A University of Alberta research team has discovered that technology commonly used to decontaminate food industry equipment can also rid meat processing plants of lethal microbial material responsible for the human version of Mad Cow disease.
U of A microbiology professors Mike Belosevic and Norm Neumann and engineering professor Mohamed Gamal El-Din demonstrated that infectious proteins found in the brain matter of cattle can be eradicated from water treated with ozone.
The discovery could have applications in decontaminating wastewater in settings such as slaughterhouse effluents where infected neural material known as prions may be present.
Cases of human transmission of infectious prions through surgical equipment have also been documented. The ozone decontamination procedure can potentially be used to sterilize instruments used for neurosurgery, and prevent the transfer of infectious prions during surgical procedures.

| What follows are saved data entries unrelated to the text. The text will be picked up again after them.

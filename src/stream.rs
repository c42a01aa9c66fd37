use std::sync::Arc;
use anyhow::{anyhow, bail};
use bytes::Bytes;
use tokio::sync::{mpsc, oneshot};
use tokio::task::JoinHandle;
use tokio::time::Instant;
use tracing::{span, Instrument, Level};
use crate::config::StreamConfig;
use crate::connection::handshake::initial_sequence_number;
use crate::connection::{AppEvent, Connection};
use crate::error::StreamError;
use crate::event_loop::ConnectionDriver;
use crate::transport::PacketTransport;
use crate::util::random::{Random, RngRandom};

/// What the event loop reports to the application side of a stream
#[derive(Debug, Clone, PartialEq, Eq)]
pub enum StreamEvent {
    Data(Bytes),
    PeerHalfClosed,
    Aborted(StreamError),
}

impl From<AppEvent> for StreamEvent {
    fn from(value: AppEvent) -> Self {
        match value {
            AppEvent::Data(data) => StreamEvent::Data(data),
            AppEvent::PeerHalfClosed => StreamEvent::PeerHalfClosed,
        }
    }
}

#[derive(Debug, Clone, Copy, PartialEq, Eq)]
enum Role {
    Active,
    Passive,
}

/// A reliable, ordered byte stream to a single peer, driven by its own task.
///
/// Dropping the stream aborts the connection without telling the peer. Use [ReliableStream::close]
///  and [ReliableStream::closed] for an orderly shutdown.
pub struct ReliableStream {
    app_tx: Option<mpsc::Sender<Bytes>>,
    events_rx: mpsc::UnboundedReceiver<StreamEvent>,
    end_of_stream: bool,
    driver: Option<JoinHandle<Result<(), StreamError>>>,
}

impl Drop for ReliableStream {
    fn drop(&mut self) {
        if let Some(driver) = &self.driver {
            driver.abort();
        }
    }
}

impl ReliableStream {
    /// Actively open a connection, returning once it is established
    pub async fn connect(transport: Arc<dyn PacketTransport>, config: Arc<StreamConfig>) -> anyhow::Result<ReliableStream> {
        Self::open::<RngRandom>(transport, config, Role::Active).await
    }

    /// Wait for a peer to connect, returning once the connection is established
    pub async fn accept(transport: Arc<dyn PacketTransport>, config: Arc<StreamConfig>) -> anyhow::Result<ReliableStream> {
        Self::open::<RngRandom>(transport, config, Role::Passive).await
    }

    async fn open<R: Random>(transport: Arc<dyn PacketTransport>, config: Arc<StreamConfig>, role: Role) -> anyhow::Result<ReliableStream> {
        config.validate()?;

        let mut connection = Connection::new(config.clone(), initial_sequence_number::<R>());
        let span = match role {
            Role::Active => {
                connection.open_active(Instant::now());
                span!(Level::TRACE, "active")
            }
            Role::Passive => {
                connection.listen();
                span!(Level::TRACE, "passive")
            }
        };

        let (app_tx, app_rx) = mpsc::channel(config.app_channel_capacity);
        let (events_tx, events_rx) = mpsc::unbounded_channel();
        let (established_tx, established_rx) = oneshot::channel();

        let driver = ConnectionDriver::new(connection, transport, app_rx, events_tx, established_tx);
        let stream = ReliableStream {
            app_tx: Some(app_tx),
            events_rx,
            end_of_stream: false,
            driver: Some(tokio::spawn(driver.run().instrument(span))),
        };

        match established_rx.await {
            Ok(Ok(())) => Ok(stream),
            Ok(Err(e)) => Err(e.into()),
            Err(_) => bail!("connection task ended before the handshake completed"),
        }
    }

    /// Queue bytes for sending, waiting if too many writes are pending
    pub async fn write(&self, data: &[u8]) -> anyhow::Result<()> {
        let Some(app_tx) = &self.app_tx else {
            bail!("stream is closed for writing");
        };
        app_tx.send(Bytes::copy_from_slice(data)).await
            .map_err(|_| anyhow!(StreamError::ConnectionAborted))
    }

    /// The next run of in-order bytes from the peer, or `None` once the peer closed its side
    ///
    /// NB: Received data is buffered without limit until it is read, since the advertised
    ///      window does not shrink when the application falls behind. An application that
    ///      stops reading while the peer keeps sending grows this buffer indefinitely.
    pub async fn read(&mut self) -> anyhow::Result<Option<Bytes>> {
        if self.end_of_stream {
            return Ok(None);
        }

        match self.events_rx.recv().await {
            Some(StreamEvent::Data(data)) => Ok(Some(data)),
            Some(StreamEvent::PeerHalfClosed) | None => {
                self.end_of_stream = true;
                Ok(None)
            }
            Some(StreamEvent::Aborted(e)) => {
                self.end_of_stream = true;
                Err(e.into())
            }
        }
    }

    /// Finish sending: a FIN follows once all written data is on its way. Reading continues to
    ///  work until the peer closes its side.
    pub fn close(&mut self) {
        self.app_tx = None;
    }

    /// Close the stream and wait until both sides finished the teardown
    pub async fn closed(mut self) -> anyhow::Result<()> {
        self.close();
        match self.driver.take() {
            Some(driver) => Ok(driver.await??),
            None => Ok(()),
        }
    }
}

#[cfg(test)]
mod tests {
    use super::*;
    use std::time::Duration;
    use tokio::runtime::Builder;
    use crate::segment::{Flags, Segment};
    use crate::test_util::LinkTransport;
    use crate::transport::MockPacketTransport;

    fn paused_runtime() -> tokio::runtime::Runtime {
        Builder::new_current_thread()
            .enable_all()
            .start_paused(true)
            .build()
            .unwrap()
    }

    async fn established_pair(config: Arc<StreamConfig>) -> (Arc<LinkTransport>, Arc<LinkTransport>, ReliableStream, ReliableStream) {
        let (a, b) = LinkTransport::pair();

        let server_transport = b.clone();
        let server_config = config.clone();
        let server = tokio::spawn(async move {
            ReliableStream::accept(server_transport, server_config).await
        });
        let client = ReliableStream::connect(a.clone(), config).await.unwrap();
        let server = server.await.unwrap().unwrap();
        (a, b, client, server)
    }

    async fn read_to_end(stream: &mut ReliableStream) -> Vec<u8> {
        let mut result = Vec::new();
        while let Some(data) = stream.read().await.unwrap() {
            result.extend_from_slice(&data);
        }
        result
    }

    fn test_data(len: usize) -> Vec<u8> {
        (0..len).map(|i| (i % 251) as u8).collect()
    }

    fn error_kind(e: &anyhow::Error) -> Option<StreamError> {
        e.downcast_ref::<StreamError>().copied()
    }

    #[test]
    fn test_round_trip() {
        paused_runtime().block_on(async {
            let (a, _b, mut client, mut server) = established_pair(Arc::new(StreamConfig::default())).await;

            let data = test_data(600);
            client.write(&data).await.unwrap();
            client.close();
            assert_eq!(read_to_end(&mut server).await, data);

            server.write(b"bye").await.unwrap();
            server.close();
            assert_eq!(read_to_end(&mut client).await, b"bye");

            client.closed().await.unwrap();
            server.closed().await.unwrap();

            let payload_lens = a.sent_segments().await.iter()
                .map(|raw| Segment::decode(raw).unwrap())
                .filter(|s| !s.payload.is_empty())
                .map(|s| s.payload.len())
                .collect::<Vec<_>>();
            assert_eq!(payload_lens, vec![536, 64]);
        });
    }

    #[test]
    fn test_lossy_link() {
        paused_runtime().block_on(async {
            let (a, b, mut client, mut server) = established_pair(Arc::new(StreamConfig::default())).await;

            let mut num_data_segments = 0;
            a.set_drop_filter(move |raw| {
                let is_data = raw.len() > 20;
                if is_data {
                    num_data_segments += 1;
                }
                is_data && (num_data_segments == 2 || num_data_segments == 7)
            }).await;
            let mut num_acks = 0;
            b.set_drop_filter(move |_| {
                num_acks += 1;
                num_acks == 3
            }).await;

            let data = test_data(10_000);
            for chunk in data.chunks(1000) {
                client.write(chunk).await.unwrap();
            }
            client.close();
            assert_eq!(read_to_end(&mut server).await, data);

            server.close();
            assert_eq!(read_to_end(&mut client).await, Vec::<u8>::new());
            client.closed().await.unwrap();
            server.closed().await.unwrap();
        });
    }

    #[test]
    fn test_lost_final_ack() {
        paused_runtime().block_on(async {
            let (a, _b, mut client, mut server) = established_pair(Arc::new(StreamConfig::default())).await;

            client.write(b"all of it").await.unwrap();
            client.close();
            assert_eq!(read_to_end(&mut server).await, b"all of it");

            // nothing the client sends from here on arrives, including its ACK for the server's FIN
            a.set_drop_filter(|_| true).await;
            server.close();
            assert_eq!(read_to_end(&mut client).await, Vec::<u8>::new());
            client.closed().await.unwrap();

            let start = Instant::now();
            server.closed().await.unwrap();
            assert!(Instant::now() - start <= Duration::from_secs(1 + 2 + 4 + 8 + 16 + 32));
        });
    }

    #[test]
    fn test_handshake_send_failure() {
        paused_runtime().block_on(async {
            let mut transport = MockPacketTransport::new();
            transport.expect_send_segment()
                .returning(|_| Err(anyhow!("network is unreachable")));

            let result = ReliableStream::connect(Arc::new(transport), Arc::new(StreamConfig::default())).await;
            match result {
                Ok(_) => panic!("connect should fail"),
                Err(e) => assert_eq!(error_kind(&e), Some(StreamError::ConnectionRefused)),
            }
        });
    }

    #[test]
    fn test_handshake_timeout() {
        paused_runtime().block_on(async {
            let (a, _b) = LinkTransport::pair();
            a.set_drop_filter(|_| true).await;

            let start = Instant::now();
            let result = ReliableStream::connect(a.clone(), Arc::new(StreamConfig::default())).await;
            match result {
                Ok(_) => panic!("connect should time out"),
                Err(e) => assert_eq!(error_kind(&e), Some(StreamError::TimedOut)),
            }
            assert!(Instant::now() - start <= Duration::from_secs(1 + 2 + 4 + 8 + 16 + 32));

            let syns = a.sent_segments().await.iter()
                .map(|raw| Segment::decode(raw).unwrap().header.flags)
                .collect::<Vec<_>>();
            assert_eq!(syns, vec![Flags::SYN; 6]);
        });
    }

    #[test]
    fn test_send_failure_when_established() {
        paused_runtime().block_on(async {
            let (a, _b, mut client, _server) = established_pair(Arc::new(StreamConfig::default())).await;

            a.set_failing(true);
            client.write(b"lost").await.unwrap();
            match client.read().await {
                Err(e) => assert_eq!(error_kind(&e), Some(StreamError::ConnectionAborted)),
                Ok(data) => panic!("expected an error, got {:?}", data),
            }
            assert_eq!(client.read().await.unwrap(), None);

            let closed = client.closed().await;
            assert_eq!(error_kind(&closed.unwrap_err()), Some(StreamError::ConnectionAborted));
        });
    }

    #[test]
    fn test_peer_half_close() {
        paused_runtime().block_on(async {
            let (_a, _b, mut client, mut server) = established_pair(Arc::new(StreamConfig::default())).await;

            server.close();
            assert_eq!(client.read().await.unwrap(), None);

            // the other direction still works
            client.write(b"still here").await.unwrap();
            assert_eq!(server.read().await.unwrap(), Some(Bytes::from_static(b"still here")));

            client.close();
            assert_eq!(server.read().await.unwrap(), None);
            client.closed().await.unwrap();
            server.closed().await.unwrap();
        });
    }

    #[test]
    fn test_write_after_close() {
        paused_runtime().block_on(async {
            let (_a, _b, mut client, _server) = established_pair(Arc::new(StreamConfig::default())).await;
            client.close();
            assert!(client.write(b"x").await.is_err());
        });
    }

    #[test]
    fn test_invalid_config() {
        paused_runtime().block_on(async {
            let (a, _b) = LinkTransport::pair();
            let config = StreamConfig { max_segment_size: 0, ..Default::default() };
            assert!(ReliableStream::connect(a, Arc::new(config)).await.is_err());
        });
    }
}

Prions have been identified as source of Mad Cow and Chronic Wasting disease in animals. The human variants or these conditions are Creutzfeld-Jakob disease and Alzheimer's disease. Prions are found in the brain and spinal cord tissue of infected animals and are a grave health risk in human and animal settings.

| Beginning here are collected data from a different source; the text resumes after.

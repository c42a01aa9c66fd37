use rand::RngCore;
#[cfg(test)] use std::sync::Mutex;


#[cfg(test)]
/// automock expectations for static methods are global - hold this lock to avoid races
pub static MOCK_RANDOM_MUTEX: Mutex<()> = Mutex::new(());

/// Source of initial sequence numbers, abstracted so tests can pin them
#[cfg_attr(test, mockall::automock)]
pub trait Random {
    fn next_u32() -> u32;
}
pub struct RngRandom {}
impl Random for RngRandom {
    fn next_u32() -> u32 {
        rand::thread_rng().next_u32()
    }
}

Prions are able to destroy and can still be infectious after being incinerated at heats of 850o C. In the wild, soil contaminated by a carcass of a deer that died of Chronic Wasting Disease can remain a source of infection for many years.
The U of A research team's technique of using water treated with ozone to destroy prions is an improvement on current prion decontamination methods.
The research was published in Applied and Environmental Microbiology.